Before the next election Mohun had replaced Robartes as recorder, and two strong supporters of the Government were returned. The senior seat was occupied by Sir Chichester Wrey, who had been in arms for the King at the age of 14. His colleague, John Bulteel, secretary to Lord Chancellor Clarendon, was an outsider who was doubtless returned on the duchy interest. The Robartes interest reasserted itself on Wrey’s death, when Charles Smythe, a landless younger son from Kent, but brother-in-law to the head of the family, was returned. Presumably the mayor was copying the Newport indenture of 25 Mar. 1667, since he inadvertently gave the name of the late Member as Piers Edgcumbe. Bulteel died in 1669 and was replaced by the courtier Silius Titus, who presented a silver mace and oar to the corporation.

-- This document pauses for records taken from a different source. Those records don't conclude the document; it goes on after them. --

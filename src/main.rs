use breed_cards::app::render;
use breed_cards::core::ConfigProvider;
use breed_cards::utils::logger;
use breed_cards::{ApiClient, BreedBoard, CliConfig, Settings};
use clap::Parser;

#[tokio::main]
async fn main() -> anyhow::Result<()> {
    let cli = CliConfig::parse();

    if cli.json_logs {
        logger::init_json_logger(cli.verbose);
    } else {
        logger::init_cli_logger(cli.verbose);
    }

    tracing::debug!("CLI config: {:?}", cli);

    let settings = match Settings::resolve(&cli) {
        Ok(settings) => settings,
        Err(e) => {
            tracing::error!("Configuration validation failed: {}", e);
            tracing::error!("Suggestion: {}", e.recovery_suggestion());
            eprintln!("{}", e.user_friendly_message());
            std::process::exit(e.exit_code());
        }
    };

    tracing::info!("Fetching dog breeds from {}", settings.base_url());

    let board = BreedBoard::with_client(ApiClient::new(settings.base_url()));

    let cards = match board.refresh().await {
        Ok(cards) => cards,
        Err(e) => {
            tracing::error!(
                "Fetch failed: {} (Category: {:?}, Severity: {:?})",
                e,
                e.category(),
                e.severity()
            );
            eprintln!("{}", e.user_friendly_message());
            eprintln!("Suggestion: {}", e.recovery_suggestion());
            std::process::exit(e.exit_code());
        }
    };

    let output = render::render(settings.format, settings.page_title(), &cards)?;
    print!("{}", output);
    if !output.ends_with('\n') {
        println!();
    }

    Ok(())
}
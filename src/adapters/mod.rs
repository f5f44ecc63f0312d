// Adapters layer: concrete implementations of the domain ports.

pub mod http;

pub use http::{ApiClient, DEFAULT_BASE_URL};
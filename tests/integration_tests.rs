use breed_cards::app::{render, OutputFormat};
use breed_cards::{project, ApiClient, AppError, BreedBoard, BreedFetcher, HttpClient};
use httpmock::prelude::*;
use std::collections::HashSet;

#[tokio::test]
async fn test_end_to_end_breed_cards() {
    let server = MockServer::start();
    let api_mock = server.mock(|when, then| {
        when.method(GET).path("/api/breeds/list/all");
        then.status(200)
            .header("Content-Type", "application/json")
            .json_body(serde_json::json!({
                "message": {"akita": [], "beagle": ["pocket"]},
                "status": "success"
            }));
    });

    let board = BreedBoard::with_client(ApiClient::new(server.url("/api")));
    let cards = board.refresh().await.unwrap();

    api_mock.assert();
    assert_eq!(cards.len(), 2);
    let titles: HashSet<&str> = cards.iter().map(|c| c.title.as_str()).collect();
    assert_eq!(titles, HashSet::from(["akita", "beagle"]));
    assert!(cards.iter().all(|c| c.content == "Breed info goes here."));

    let page = render(OutputFormat::Text, "Home Page", &cards).unwrap();
    assert!(page.contains("[ akita ]"));
    assert!(page.contains("[ beagle ]"));
}

#[tokio::test]
async fn test_fetcher_yields_every_breed_exactly_once() {
    let names: Vec<String> = (0..40).map(|i| format!("breed-{:02}", i)).collect();
    let message: serde_json::Map<String, serde_json::Value> = names
        .iter()
        .enumerate()
        .map(|(i, n)| {
            let subs: Vec<String> = (0..i % 3).map(|j| format!("sub-{}", j)).collect();
            (n.clone(), serde_json::json!(subs))
        })
        .collect();

    let server = MockServer::start();
    server.mock(|when, then| {
        when.method(GET).path("/breeds/list/all");
        then.status(200)
            .json_body(serde_json::json!({"message": message, "status": "success"}));
    });

    let fetcher = BreedFetcher::new(ApiClient::new(server.base_url()));
    let breeds = fetcher.fetch_breeds().await.unwrap();

    assert_eq!(breeds.len(), names.len());
    let unique: HashSet<&String> = breeds.iter().collect();
    assert_eq!(unique.len(), names.len());
    assert!(names.iter().all(|n| unique.contains(n)));
}

#[tokio::test]
async fn test_server_error_leaves_board_unchanged() {
    let server = MockServer::start();
    let mut ok_mock = server.mock(|when, then| {
        when.method(GET).path("/breeds/list/all");
        then.status(200)
            .json_body(serde_json::json!({"message": {"pug": []}, "status": "success"}));
    });

    let board = BreedBoard::with_client(ApiClient::new(server.base_url()));
    board.refresh().await.unwrap();
    ok_mock.assert();
    ok_mock.delete();

    let failing_mock = server.mock(|when, then| {
        when.method(GET).path("/breeds/list/all");
        then.status(500);
    });

    let err = board.refresh().await.unwrap_err();

    failing_mock.assert();
    assert!(matches!(err, AppError::RequestError { .. }));
    assert!(err.to_string().contains("/breeds/list/all"));
    assert_eq!(board.breeds().await, vec!["pug"]);
    assert_eq!(board.cards().await, project(&["pug"]));
}

#[tokio::test]
async fn test_malformed_payload_is_format_error() {
    let server = MockServer::start();
    server.mock(|when, then| {
        when.method(GET).path("/breeds/list/all");
        then.status(200)
            .json_body(serde_json::json!({"status": "success", "breeds": ["akita"]}));
    });

    let board = BreedBoard::with_client(ApiClient::new(server.base_url()));
    let err = board.refresh().await.unwrap_err();

    assert!(matches!(err, AppError::FormatError { .. }));
    assert!(board.breeds().await.is_empty());
}

#[tokio::test]
async fn test_unreachable_origin() {
    let client = ApiClient::new("http://127.0.0.1:1/api");
    let err = client.get("/breeds/list/all").await.unwrap_err();

    assert!(matches!(err, AppError::RequestError { .. }));
    assert!(err.to_string().contains("/breeds/list/all"));
}
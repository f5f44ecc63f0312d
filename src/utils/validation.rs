use crate::utils::error::{AppError, Result};
use url::Url;

pub trait Validate {
    fn validate(&self) -> Result<()>;
}

pub fn validate_url(field_name: &str, url_str: &str) -> Result<()> {
    if url_str.is_empty() {
        return Err(AppError::InvalidConfigValueError {
            field: field_name.to_string(),
            value: url_str.to_string(),
            reason: "URL cannot be empty".to_string(),
        });
    }

    match Url::parse(url_str) {
        Ok(url) => match url.scheme() {
            "http" | "https" => Ok(()),
            scheme => Err(AppError::InvalidConfigValueError {
                field: field_name.to_string(),
                value: url_str.to_string(),
                reason: format!("Unsupported URL scheme: {}", scheme),
            }),
        },
        Err(e) => Err(AppError::InvalidConfigValueError {
            field: field_name.to_string(),
            value: url_str.to_string(),
            reason: format!("Invalid URL format: {}", e),
        }),
    }
}

pub fn validate_non_empty_string(field_name: &str, value: &str) -> Result<()> {
    if value.trim().is_empty() {
        return Err(AppError::InvalidConfigValueError {
            field: field_name.to_string(),
            value: value.to_string(),
            reason: "Value cannot be empty or whitespace-only".to_string(),
        });
    }
    Ok(())
}

pub fn validate_one_of(field_name: &str, value: &str, allowed: &[&str]) -> Result<()> {
    if allowed.contains(&value) {
        return Ok(());
    }
    Err(AppError::InvalidConfigValueError {
        field: field_name.to_string(),
        value: value.to_string(),
        reason: format!("Allowed values: {}", allowed.join(", ")),
    })
}
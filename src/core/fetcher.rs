use crate::core::{BreedListResponse, HttpClient};
use crate::utils::error::{AppError, Result};

pub const BREED_LIST_ENDPOINT: &str = "/breeds/list/all";

pub struct BreedFetcher<H: HttpClient> {
    client: H,
}

impl<H: HttpClient> BreedFetcher<H> {
    pub fn new(client: H) -> Self {
        Self { client }
    }

    /// Fetches the catalog and returns the breed names in map order.
    pub async fn fetch_breeds(&self) -> Result<Vec<String>> {
        let payload = self.client.get(BREED_LIST_ENDPOINT).await?;
        let response = decode_breed_list(payload)?;

        if let Some(status) = response.status.as_deref() {
            if status != "success" {
                tracing::warn!("Breed list reported status '{}'", status);
            }
        }

        let breeds = response.breed_names();
        tracing::debug!("Fetched {} breeds", breeds.len());
        Ok(breeds)
    }
}

/// Checks the payload shape. `message` must be an object of string arrays.
pub fn decode_breed_list(payload: serde_json::Value) -> Result<BreedListResponse> {
    if !payload.is_object() {
        return Err(AppError::FormatError {
            endpoint: BREED_LIST_ENDPOINT.to_string(),
            reason: "expected a JSON object".to_string(),
        });
    }

    serde_json::from_value(payload).map_err(|e| AppError::FormatError {
        endpoint: BREED_LIST_ENDPOINT.to_string(),
        reason: e.to_string(),
    })
}
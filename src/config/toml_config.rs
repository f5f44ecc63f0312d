use crate::app::OutputFormat;
use crate::utils::error::{AppError, Result};
use crate::utils::validation::{self, Validate};
use regex::Regex;
use serde::{Deserialize, Serialize};
use std::path::Path;
use std::sync::OnceLock;

/// Optional settings file. Every section may be omitted.
#[derive(Debug, Clone, Default, Serialize, Deserialize)]
pub struct TomlConfig {
    #[serde(default)]
    pub api: ApiSection,
    #[serde(default)]
    pub page: PageSection,
    #[serde(default)]
    pub output: OutputSection,
}

#[derive(Debug, Clone, Default, Serialize, Deserialize)]
pub struct ApiSection {
    pub base_url: Option<String>,
}

#[derive(Debug, Clone, Default, Serialize, Deserialize)]
pub struct PageSection {
    pub title: Option<String>,
}

#[derive(Debug, Clone, Default, Serialize, Deserialize)]
pub struct OutputSection {
    pub format: Option<String>,
}

fn env_var_pattern() -> &'static Regex {
    static PATTERN: OnceLock<Regex> = OnceLock::new();
    PATTERN.get_or_init(|| Regex::new(r"\$\{([^}]+)\}").expect("valid env var pattern"))
}

impl TomlConfig {
    pub fn from_file<P: AsRef<Path>>(path: P) -> Result<Self> {
        let content = std::fs::read_to_string(&path)?;
        Self::from_toml_str(&content)
    }

    pub fn from_toml_str(content: &str) -> Result<Self> {
        let processed = Self::substitute_env_vars(content);

        toml::from_str(&processed).map_err(|e| AppError::ConfigValidationError {
            field: "toml_parsing".to_string(),
            message: format!("TOML parsing error: {}", e),
        })
    }

    /// Expands `${VAR}` from the environment. Unset variables stay verbatim.
    fn substitute_env_vars(content: &str) -> String {
        env_var_pattern()
            .replace_all(content, |caps: &regex::Captures| {
                let var_name = &caps[1];
                std::env::var(var_name).unwrap_or_else(|_| format!("${{{}}}", var_name))
            })
            .into_owned()
    }

    pub fn output_format(&self) -> Result<Option<OutputFormat>> {
        match self.output.format.as_deref() {
            None => Ok(None),
            Some(value) => {
                validation::validate_one_of("output.format", value, &OutputFormat::NAMES)?;
                Ok(OutputFormat::parse(value))
            }
        }
    }
}

impl Validate for TomlConfig {
    fn validate(&self) -> Result<()> {
        if let Some(base_url) = &self.api.base_url {
            validation::validate_url("api.base_url", base_url)?;
        }
        if let Some(title) = &self.page.title {
            validation::validate_non_empty_string("page.title", title)?;
        }
        self.output_format()?;
        Ok(())
    }
}
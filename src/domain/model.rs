use serde::{Deserialize, Serialize};
use std::collections::BTreeMap;

/// Placeholder body shown on every breed card.
pub const PLACEHOLDER_CONTENT: &str = "Breed info goes here.";

/// Payload of `GET /breeds/list/all`.
///
/// `message` maps each breed to its sub-breeds. The map is ordered, so breed
/// names come out alphabetically regardless of the order in the response.
#[derive(Debug, Clone, Serialize, Deserialize)]
pub struct BreedListResponse {
    pub message: BTreeMap<String, Vec<String>>,
    #[serde(default)]
    pub status: Option<String>,
}

impl BreedListResponse {
    pub fn breed_names(&self) -> Vec<String> {
        self.message.keys().cloned().collect()
    }
}

#[derive(Debug, Clone, PartialEq, Eq, Serialize, Deserialize)]
pub struct DisplayRecord {
    pub title: String,
    pub content: String,
}
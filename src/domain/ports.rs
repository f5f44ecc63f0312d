use crate::utils::error::Result;
use async_trait::async_trait;

/// Request capability against a fixed origin. Endpoints are paths relative to
/// that origin, e.g. `/breeds/list/all`.
#[async_trait]
pub trait HttpClient: Send + Sync {
    async fn get(&self, endpoint: &str) -> Result<serde_json::Value>;
    async fn post(&self, endpoint: &str, payload: &str) -> Result<serde_json::Value>;
}

pub trait ConfigProvider: Send + Sync {
    fn base_url(&self) -> &str;
    fn page_title(&self) -> &str;
}
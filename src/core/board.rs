use crate::core::fetcher::BreedFetcher;
use crate::core::projector::project;
use crate::core::{DisplayRecord, HttpClient};
use crate::utils::error::Result;
use chrono::{DateTime, Utc};
use tokio::sync::RwLock;

#[derive(Debug, Default)]
struct BoardState {
    breeds: Vec<String>,
    updated_at: Option<DateTime<Utc>>,
}

/// Owns the breed list shown on the page.
///
/// The list starts empty and is only ever swapped as a whole when a fetch
/// succeeds. Overlapping refreshes are not deduplicated or cancelled; the
/// last one to complete wins.
pub struct BreedBoard<H: HttpClient> {
    fetcher: BreedFetcher<H>,
    state: RwLock<BoardState>,
}

impl<H: HttpClient> BreedBoard<H> {
    pub fn new(fetcher: BreedFetcher<H>) -> Self {
        Self {
            fetcher,
            state: RwLock::new(BoardState::default()),
        }
    }

    pub fn with_client(client: H) -> Self {
        Self::new(BreedFetcher::new(client))
    }

    /// Fetches the catalog and replaces the held list.
    ///
    /// On failure the error is logged and returned, and the previous list is
    /// left untouched.
    pub async fn refresh(&self) -> Result<Vec<DisplayRecord>> {
        let breeds = match self.fetcher.fetch_breeds().await {
            Ok(breeds) => breeds,
            Err(e) => {
                tracing::error!("Error fetching breeds: {}", e);
                return Err(e);
            }
        };

        let cards = project(&breeds);
        let mut state = self.state.write().await;
        state.breeds = breeds;
        state.updated_at = Some(Utc::now());
        tracing::info!("Board now holds {} breeds", state.breeds.len());

        Ok(cards)
    }

    pub async fn breeds(&self) -> Vec<String> {
        self.state.read().await.breeds.clone()
    }

    pub async fn cards(&self) -> Vec<DisplayRecord> {
        project(&self.state.read().await.breeds)
    }

    pub async fn last_updated(&self) -> Option<DateTime<Utc>> {
        self.state.read().await.updated_at
    }
}
use crate::domain::ports::HttpClient;
use crate::utils::error::{AppError, Result};
use async_trait::async_trait;
use reqwest::{Client, RequestBuilder};

pub const DEFAULT_BASE_URL: &str = "https://dog.ceo/api";

/// reqwest-backed client bound to one origin for its whole lifetime.
///
/// Each call is a single attempt: no retries and no client-side timeout.
#[derive(Debug, Clone)]
pub struct ApiClient {
    base_url: String,
    client: Client,
}

impl ApiClient {
    pub fn new(base_url: impl Into<String>) -> Self {
        let base_url: String = base_url.into();
        Self {
            base_url: base_url.trim_end_matches('/').to_string(),
            client: Client::new(),
        }
    }

    pub fn base_url(&self) -> &str {
        &self.base_url
    }

    pub fn url_for(&self, endpoint: &str) -> String {
        if endpoint.is_empty() || endpoint.starts_with('/') {
            format!("{}{}", self.base_url, endpoint)
        } else {
            format!("{}/{}", self.base_url, endpoint)
        }
    }

    async fn execute(
        &self,
        method: &str,
        endpoint: &str,
        request: RequestBuilder,
    ) -> Result<serde_json::Value> {
        tracing::debug!("{} {}", method, self.url_for(endpoint));

        let response = request
            .send()
            .await
            .map_err(|e| AppError::request(method, endpoint, e))?;

        tracing::debug!("{} {} -> {}", method, endpoint, response.status());

        let response = response
            .error_for_status()
            .map_err(|e| AppError::request(method, endpoint, e))?;

        response
            .json::<serde_json::Value>()
            .await
            .map_err(|e| AppError::request(method, endpoint, e))
    }
}

impl Default for ApiClient {
    fn default() -> Self {
        Self::new(DEFAULT_BASE_URL)
    }
}

#[async_trait]
impl HttpClient for ApiClient {
    async fn get(&self, endpoint: &str) -> Result<serde_json::Value> {
        let request = self.client.get(self.url_for(endpoint));
        self.execute("GET", endpoint, request).await
    }

    async fn post(&self, endpoint: &str, payload: &str) -> Result<serde_json::Value> {
        let request = self
            .client
            .post(self.url_for(endpoint))
            .header(reqwest::header::CONTENT_TYPE, "text/plain")
            .body(payload.to_string());
        self.execute("POST", endpoint, request).await
    }
}
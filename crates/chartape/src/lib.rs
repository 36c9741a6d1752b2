//! Byte-level UTF-8 stepping over raw, possibly malformed buffers, plus a
//! minimal positional formatter and a delimiter joiner, built for embedding
//! hosts that keep strings as plain byte sequences.

#![no_std]
#![allow(missing_docs)]
extern crate alloc;

#[cfg(any(test, feature = "host"))]
extern crate std;

mod classify;
mod cursor;
mod error;
mod format;
mod join;
mod render;

#[cfg(feature = "host")]
mod host;
#[cfg(feature = "values")]
mod value;

#[cfg(test)]
mod tests;

pub use classify::sequence_width;
pub use cursor::{Pos, Steps, advance, char_count, index_to, steps};
pub use error::Error;
pub use format::render;
#[cfg(feature = "host")]
pub use host::{parse_float, parse_integer, read_all, run_capture, terminate};
pub use join::join;
#[cfg(feature = "host")]
pub use join::{print, print_to};
pub use render::Render;
#[cfg(feature = "values")]
pub use value::Value;
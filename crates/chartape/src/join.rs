//! Delimiter joining and tab-separated printing.

use alloc::vec::Vec;

use bstr::BString;

use crate::render::Render;

/// Renders each value and joins the results with `delim` between consecutive
/// elements — none before the first, none after the last.
///
/// ```
/// assert_eq!(chartape::join(&["a", "b", "c"], b'-'), "a-b-c");
/// ```
#[must_use]
pub fn join<V: Render>(values: &[V], delim: u8) -> BString {
    let mut out = Vec::new();
    for (i, value) in values.iter().enumerate() {
        if i > 0 {
            out.push(delim);
        }
        value.render_to(&mut out);
    }
    out.into()
}

/// Writes `values` joined by tabs, plus a trailing newline, to `out`.
///
/// # Errors
///
/// Any error the writer reports.
#[cfg(feature = "host")]
pub fn print_to<V: Render, W: std::io::Write>(values: &[V], out: &mut W) -> std::io::Result<()> {
    let mut line = join(values, b'\t');
    line.push(b'\n');
    out.write_all(&line)
}

/// [`print_to`] on standard output.
///
/// # Errors
///
/// Any error standard output reports.
#[cfg(feature = "host")]
pub fn print<V: Render>(values: &[V]) -> std::io::Result<()> {
    print_to(values, &mut std::io::stdout().lock())
}
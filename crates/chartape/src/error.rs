use thiserror::Error;

/// Failures surfaced by [`index_to`](crate::index_to) and
/// [`render`](crate::render()).
///
/// Both variants are out-of-range conditions; there is no "invalid input"
/// kind. Malformed templates in particular are tolerated, not reported (see
/// [`render`](crate::render())).
#[derive(Debug, Clone, Copy, PartialEq, Eq, Error)]
pub enum Error {
    /// The buffer holds no character at the requested logical index.
    #[error("no character at index {0}")]
    CharOutOfRange(isize),
    /// A placeholder resolved to an index at or past the end of the argument
    /// list.
    #[error("too many format items")]
    TooManyFormatItems,
}
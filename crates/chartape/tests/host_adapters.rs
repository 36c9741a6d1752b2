//! Integration tests for the std-backed host adapters.

#![cfg(feature = "host")]

use std::io::Cursor;

use chartape::{parse_float, parse_integer, read_all, run_capture};

#[test]
fn read_all_drains_the_reader() {
    let mut input = Cursor::new(b"line one\nline two\n".to_vec());
    assert_eq!(read_all(&mut input).unwrap(), "line one\nline two\n");
}

#[test]
fn read_all_keeps_invalid_utf8_bytes() {
    let mut input = Cursor::new(vec![0xFF, 0xC3, b'a']);
    assert_eq!(read_all(&mut input).unwrap(), &[0xFF, 0xC3, b'a'][..]);
}

#[test]
fn run_capture_trims_one_trailing_line_feed() {
    assert_eq!(run_capture("printf 'x\\n'").unwrap(), "x");
    assert_eq!(run_capture("printf 'x\\n\\n'").unwrap(), "x\n");
}

#[test]
fn run_capture_without_trailing_line_feed_is_unchanged() {
    assert_eq!(run_capture("printf x").unwrap(), "x");
}

#[test]
fn run_capture_of_a_silent_command_is_empty() {
    assert_eq!(run_capture("true").unwrap(), "");
}

#[test]
fn parse_integer_requires_the_whole_input() {
    assert_eq!(parse_integer(b"42", 10), Some(42));
    assert_eq!(parse_integer(b"-42", 10), Some(-42));
    assert_eq!(parse_integer(b"ff", 16), Some(255));
    assert_eq!(parse_integer(b"101", 2), Some(5));
    assert_eq!(parse_integer(b"z", 36), Some(35));

    assert_eq!(parse_integer(b"", 10), None);
    assert_eq!(parse_integer(b"12x", 10), None);
    assert_eq!(parse_integer(b" 12", 10), None);
    assert_eq!(parse_integer(b"0x10", 16), None);
}

#[test]
fn parse_integer_rejects_unusable_bases() {
    assert_eq!(parse_integer(b"1", 1), None);
    assert_eq!(parse_integer(b"1", 0), None);
    assert_eq!(parse_integer(b"1", 37), None);
}

#[test]
fn parse_integer_rejects_overflow() {
    assert_eq!(parse_integer(b"9223372036854775807", 10), Some(i64::MAX));
    assert_eq!(parse_integer(b"9223372036854775808", 10), None);
}

#[test]
fn parse_float_requires_the_whole_input() {
    assert_eq!(parse_float(b"1.5"), Some(1.5));
    assert_eq!(parse_float(b"-2e3"), Some(-2000.0));
    assert_eq!(parse_float(b""), None);
    assert_eq!(parse_float(b"1.5 "), None);
    assert_eq!(parse_float(b"abc"), None);
}
//! Positional placeholder substitution.

use alloc::vec::Vec;

use bstr::{BString, ByteSlice};

use crate::{error::Error, render::Render};

/// Renders `template`, substituting each placeholder with an argument.
///
/// `{}` takes the next argument in order; `{d}` (a single decimal digit)
/// takes the argument at that index without advancing the implicit counter,
/// so the two styles mix freely. Indices above 9 are unsupported.
///
/// ```
/// use chartape::render;
///
/// assert_eq!(render(b"{}-{}", &["a", "b"]).unwrap(), "a-b");
/// assert_eq!(render(b"{1}-{}", &["a", "b"]).unwrap(), "b-a");
/// ```
///
/// The byte after a placeholder's index is assumed to be the closing `}` and
/// is skipped without being checked; a template with a missing closer is not
/// rejected, it just swallows one byte. This matches the behavior scripted
/// hosts have come to rely on and is deliberately left permissive.
///
/// # Errors
///
/// [`Error::TooManyFormatItems`] if a placeholder resolves at or past the end
/// of `args`. Nothing is returned partially; output accumulated before the
/// failing placeholder is discarded.
pub fn render<V: Render>(template: &[u8], args: &[V]) -> Result<BString, Error> {
    let mut out = Vec::new();
    let mut auto = 0;
    let mut from = 0;

    while let Some(rel) = template[from..].find_byte(b'{') {
        let open = from + rel;
        out.extend_from_slice(&template[from..open]);

        let mut at = open + 1;
        let index = match template.get(at) {
            Some(digit) if digit.is_ascii_digit() => {
                at += 1;
                usize::from(digit - b'0')
            }
            _ => {
                auto += 1;
                auto - 1
            }
        };
        if index >= args.len() {
            return Err(Error::TooManyFormatItems);
        }

        // One unchecked byte for the closer; a trailing `{` clamps here.
        from = (at + 1).min(template.len());
        args[index].render_to(&mut out);
    }

    out.extend_from_slice(&template[from..]);
    Ok(out.into())
}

The exclusion elections were dominated by Walter Kendall, who was able to bring in his brother-in-law Sir John Carew as senior Member, though they voted in different lobbies on the bill. No loyal addresses were produced in 1681-3, and the Lostwithiel charter was one of the trophies that the Earl of Bath collected in his 1684 campaign against the Cornish corporations.3

An address was sent to congratulate James II on his accession, and in the following month a new charter was received nominating Lord Bath as recorder. The general election followed, in which two strangers were returned. Sir Robert Southwell, an experienced official temporarily out of employment, recognized that he enjoyed his seat ‘by favour of my Lord Bath’. His colleague, Sir Matthias Vincent, was a nabob whose family was of Cornish origin. He died in 1687, and Southwell, who opposed the King’s ecclesiastical policy, migrated to Ireland. In April 1688 Bath recommended Kendall and Humphrey Courtney, a duchy official, as court candidates for the abortive Parliament. A rival list, probably produced by Edward Nosworthy II, nominated the Presbyterian Humphrey Nicoll and a certain James Mohun, whose relation to the peerage family is not known. An order-in-council in June removed the mayor and four of the capital burgesses, including Bishop Trelawny and (Sir) Joseph Tredenham, and four more followed in a second regulation in September. But, as in Fowey, the corporation would not accept any replacements who refused the sacramental test. The Robartes interest reasserted itself at the general election of 1689; two Tories were returned, Kendall and Francis Robartes.4

Authors: Eveline Cruickshanks / Basil Duke Henning

Notes

  • 1. HMC Var. i. 336.
  • 2. Gilbert, Paroch. Hist. Cornw. iii. 170, 177; VCH Cornw. i. 535; Buller Pprs. ed. Worth, 117-19; HMC Var. i. 336; CJ, viii. 12, 55; F. M. Hext, Mems. Lostwithiel, 167-9; Cornw. RO, Lostwithiel bor. recs.
  • 3. Hext, 36, 167-8; CSP Dom. 1684-5, p. 245.
  • 4. London Gazette, 5 Mar. 1685; HMC Var. i. 328; CSP Dom. 1685, p. 94; 1687-9, p. 304; Duckett, Penal Laws (1883), 215, 216; PC2/72/694, 735.